[Items listed in a dataset]
↓

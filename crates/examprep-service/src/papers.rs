//! Paper generation: charge a credit, queue a job, generate, refund on failure.
//!
//! [`PaperService::generate_paper`] deducts one credit and creates the
//! pending paper and job in a single store operation, then hands the job to
//! the [`GenerationWorker`] over a bounded channel. The worker retries a
//! failing generator with exponential backoff; once `max_attempts` is used up
//! it refunds the credit (keyed by paper, so at most once) and marks the
//! paper failed.

use std::future::Future;
use std::sync::Arc;
use std::time::Duration;

use chrono::{DateTime, Utc};
use serde::Serialize;
use tokio::sync::mpsc;

use examprep_core::{
    GenerationJob, GenerationStatus, JobId, LedgerEntry, Paper, PaperId, UserId,
};
use examprep_store::{Store, StoreError};

use crate::config::WorkerSettings;
use crate::credits::CreditService;
use crate::error::ApiError;
use crate::generator::PaperGenerator;
use crate::pagination::{PageRequest, Pagination};

/// Papers per page in a student's paper list.
pub const PAPERS_PAGE_SIZE: u32 = 10;

/// Returned when a paper has been paid for and queued.
#[derive(Debug, Clone, Serialize)]
pub struct GenerationTicket {
    /// Job to poll.
    pub job_id: JobId,
    /// Paper being generated.
    pub paper_id: PaperId,
    /// Balance after the deduction.
    pub new_balance: i64,
    /// Whether the deduction crossed the low-credit threshold.
    pub should_notify: bool,
}

/// A question as shown to the student, without the answer.
#[derive(Debug, Clone, Serialize)]
pub struct QuestionView {
    /// Question text.
    pub question_text: String,
    /// Answer options.
    pub options: Vec<String>,
}

/// A paper as shown to its owner.
#[derive(Debug, Clone, Serialize)]
pub struct PaperView {
    /// Paper ID.
    pub id: PaperId,
    /// Topic.
    pub topic: String,
    /// Generation status.
    pub status: GenerationStatus,
    /// Questions, empty until generation finishes.
    pub questions: Vec<QuestionView>,
    /// Created.
    pub created_at: DateTime<Utc>,
    /// Last changed.
    pub updated_at: DateTime<Utc>,
}

impl From<Paper> for PaperView {
    fn from(paper: Paper) -> Self {
        Self {
            id: paper.id,
            topic: paper.topic,
            status: paper.status,
            questions: paper
                .questions
                .into_iter()
                .map(|q| QuestionView {
                    question_text: q.question_text,
                    options: q.options,
                })
                .collect(),
            created_at: paper.created_at,
            updated_at: paper.updated_at,
        }
    }
}

/// One row of a paper list.
#[derive(Debug, Clone, Serialize)]
pub struct PaperSummary {
    /// Paper ID.
    pub id: PaperId,
    /// Topic.
    pub topic: String,
    /// Generation status.
    pub status: GenerationStatus,
    /// Number of questions.
    pub question_count: usize,
    /// Created.
    pub created_at: DateTime<Utc>,
}

/// One page of a student's papers.
#[derive(Debug, Clone, Serialize)]
pub struct PaperPage {
    /// Papers, newest first.
    pub papers: Vec<PaperSummary>,
    /// Page metadata.
    pub pagination: Pagination,
}

/// Front half of the pipeline: payment, queueing and the read side.
pub struct PaperService {
    store: Arc<dyn Store>,
    credits: Arc<CreditService>,
    queue: mpsc::Sender<GenerationJob>,
}

impl PaperService {
    /// Create the service and the worker that drains its queue.
    ///
    /// The worker does nothing until [`GenerationWorker::run`] is spawned.
    #[must_use]
    pub fn new(
        store: Arc<dyn Store>,
        credits: Arc<CreditService>,
        generator: Arc<dyn PaperGenerator>,
        settings: WorkerSettings,
    ) -> (Self, GenerationWorker) {
        let (queue, receiver) = mpsc::channel(settings.queue_capacity.max(1));
        let worker = GenerationWorker {
            store: Arc::clone(&store),
            generator,
            settings,
            receiver,
        };
        (
            Self {
                store,
                credits,
                queue,
            },
            worker,
        )
    }

    /// Charge one credit for a paper on `topic` and queue its generation.
    pub async fn generate_paper(
        &self,
        user_id: UserId,
        topic: &str,
    ) -> Result<GenerationTicket, ApiError> {
        let topic = topic.trim();
        if topic.is_empty() {
            return Err(ApiError::BadRequest("Topic is required".into()));
        }

        let paper = Paper::pending(PaperId::generate(), user_id, topic.to_string());
        let job = GenerationJob::pending(JobId::generate(), &paper);
        let entry = LedgerEntry::paper_deduction(user_id, paper.id)
            .with_notes(format!("Paper generation: {topic}"));

        let receipt = self.store.begin_generation(&entry, &paper, &job).await?;
        let should_notify = self.credits.notify_if_low(&receipt).await;

        tracing::info!(
            user_id = %user_id,
            paper_id = %paper.id,
            job_id = %job.id,
            new_balance = receipt.new_balance,
            "Paper generation queued"
        );

        self.enqueue(job.clone()).await?;

        Ok(GenerationTicket {
            job_id: job.id,
            paper_id: paper.id,
            new_balance: receipt.new_balance,
            should_notify,
        })
    }

    /// Re-queue jobs left pending by a previous run.
    pub async fn resume_pending(&self) -> Result<usize, ApiError> {
        let jobs = self.store.list_pending_jobs().await?;
        let count = jobs.len();
        for job in jobs {
            self.enqueue(job).await?;
        }
        if count > 0 {
            tracing::info!(count, "Resumed pending generation jobs");
        }
        Ok(count)
    }

    async fn enqueue(&self, job: GenerationJob) -> Result<(), ApiError> {
        let job_id = job.id;
        if let Err(mpsc::error::SendError(job)) = self.queue.send(job).await {
            tracing::error!(job_id = %job_id, "Generation queue closed; refunding");
            let refund = refund_entry(&job);
            self.store
                .fail_generation(&job.id, "generation queue unavailable", &refund)
                .await?;
            return Err(ApiError::Internal("generation queue unavailable".into()));
        }
        Ok(())
    }

    /// A paper owned by `user_id`. Answers are not included.
    pub async fn get_paper(&self, user_id: UserId, paper_id: PaperId) -> Result<PaperView, ApiError> {
        self.store
            .get_paper(&paper_id)
            .await?
            .filter(|p| p.user_id == user_id)
            .map(PaperView::from)
            .ok_or_else(|| ApiError::NotFound(format!("Paper {paper_id} not found")))
    }

    /// A page of the user's papers, newest first, ten per page.
    pub async fn list_papers(&self, user_id: UserId, page: Option<i64>) -> Result<PaperPage, ApiError> {
        let request = PageRequest::new(page, None, PAPERS_PAGE_SIZE)?;
        let papers = self
            .store
            .list_papers(&user_id, request.limit(), request.offset())
            .await?;
        let total = self.store.count_papers(&user_id).await?;

        Ok(PaperPage {
            papers: papers
                .into_iter()
                .map(|p| PaperSummary {
                    id: p.id,
                    question_count: p.questions.len(),
                    topic: p.topic,
                    status: p.status,
                    created_at: p.created_at,
                })
                .collect(),
            pagination: request.paginate(total),
        })
    }

    /// A generation job owned by `user_id`.
    pub async fn get_job(&self, user_id: UserId, job_id: JobId) -> Result<GenerationJob, ApiError> {
        self.store
            .get_job(&job_id)
            .await?
            .filter(|j| j.user_id == user_id)
            .ok_or_else(|| ApiError::NotFound(format!("Job {job_id} not found")))
    }
}

fn refund_entry(job: &GenerationJob) -> LedgerEntry {
    LedgerEntry::paper_refund(job.user_id, job.paper_id)
        .with_notes(format!("Refund: paper generation failed ({})", job.topic))
}

/// Delay before retry number `retry` (1-based): `initial * 2^(retry-1)`, capped.
fn backoff(settings: &WorkerSettings, retry: u32) -> Duration {
    let factor = 2u32.saturating_pow(retry.saturating_sub(1));
    settings
        .initial_backoff
        .saturating_mul(factor)
        .min(settings.max_backoff)
}

/// Back half of the pipeline: drains the queue and runs the generator.
pub struct GenerationWorker {
    store: Arc<dyn Store>,
    generator: Arc<dyn PaperGenerator>,
    settings: WorkerSettings,
    receiver: mpsc::Receiver<GenerationJob>,
}

impl GenerationWorker {
    /// Process jobs until every [`PaperService`] handle is dropped.
    ///
    /// Each job runs in its own task so that one job's backoff does not
    /// hold up the rest of the queue.
    pub async fn run(mut self) {
        tracing::info!("Generation worker started");
        let context = Arc::new(JobContext {
            store: self.store,
            generator: self.generator,
            settings: self.settings,
        });
        while let Some(job) = self.receiver.recv().await {
            let context = Arc::clone(&context);
            tokio::spawn(async move { context.process(job).await });
        }
        tracing::info!("Generation worker stopped");
    }
}

struct JobContext {
    store: Arc<dyn Store>,
    generator: Arc<dyn PaperGenerator>,
    settings: WorkerSettings,
}

impl JobContext {
    async fn process(&self, job: GenerationJob) {
        loop {
            let error = match self.generator.generate(&job.topic).await {
                Ok(questions) => {
                    let stored = self
                        .persist(&job, "store paper", || {
                            self.store.complete_generation(&job.id, &questions)
                        })
                        .await;
                    if stored.is_some() {
                        tracing::info!(
                            job_id = %job.id,
                            paper_id = %job.paper_id,
                            questions = questions.len(),
                            "Paper generated"
                        );
                    }
                    return;
                }
                Err(e) => e.to_string(),
            };

            let Some(attempts) = self
                .persist(&job, "record attempt", || {
                    self.store.record_job_attempt(&job.id, &error)
                })
                .await
            else {
                return;
            };

            if attempts >= self.settings.max_attempts {
                self.give_up(&job, &error).await;
                return;
            }

            let delay = backoff(&self.settings, attempts);
            tracing::warn!(
                job_id = %job.id,
                attempt = attempts,
                error = %error,
                retry_in_ms = u64::try_from(delay.as_millis()).unwrap_or(u64::MAX),
                "Paper generation failed; retrying"
            );
            tokio::time::sleep(delay).await;
        }
    }

    async fn give_up(&self, job: &GenerationJob, error: &str) {
        let refund = refund_entry(job);
        let outcome = self
            .persist(job, "refund paper", || {
                self.store.fail_generation(&job.id, error, &refund)
            })
            .await;

        match outcome {
            Some(Some(receipt)) => tracing::warn!(
                job_id = %job.id,
                paper_id = %job.paper_id,
                user_id = %job.user_id,
                new_balance = receipt.new_balance,
                "Paper generation failed; credit refunded"
            ),
            Some(None) => tracing::warn!(
                job_id = %job.id,
                paper_id = %job.paper_id,
                "Paper generation failed; paper was already refunded"
            ),
            None => {}
        }
    }

    /// Run a store write for `job`, retrying transient failures with the
    /// worker's backoff. `None` means the job has left the worker's hands:
    /// it is gone, already finished, or the store stayed unavailable (it is
    /// still pending and is picked up again on restart).
    async fn persist<T, F, Fut>(
        &self,
        job: &GenerationJob,
        action: &str,
        mut write: F,
    ) -> Option<T>
    where
        F: FnMut() -> Fut,
        Fut: Future<Output = examprep_store::Result<T>>,
    {
        let mut retry = 0;
        loop {
            match write().await {
                Ok(value) => return Some(value),
                Err(e @ (StoreError::NotFound { .. } | StoreError::Conflict(_))) => {
                    tracing::warn!(job_id = %job.id, action, error = %e, "Job no longer pending");
                    return None;
                }
                Err(e) => {
                    retry += 1;
                    if retry >= self.settings.max_attempts {
                        tracing::error!(
                            job_id = %job.id,
                            action,
                            error = %e,
                            "Store unavailable; job left pending until restart"
                        );
                        return None;
                    }
                    let delay = backoff(&self.settings, retry);
                    tracing::warn!(
                        job_id = %job.id,
                        action,
                        error = %e,
                        "Store write failed; retrying"
                    );
                    tokio::time::sleep(delay).await;
                }
            }
        }
    }
}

↑

WHAT YOU HAVE TO DO → A single number is the whole answer: the number of lines in the entries that include "PaperGenerator".

THE COMPLETED TASK → 4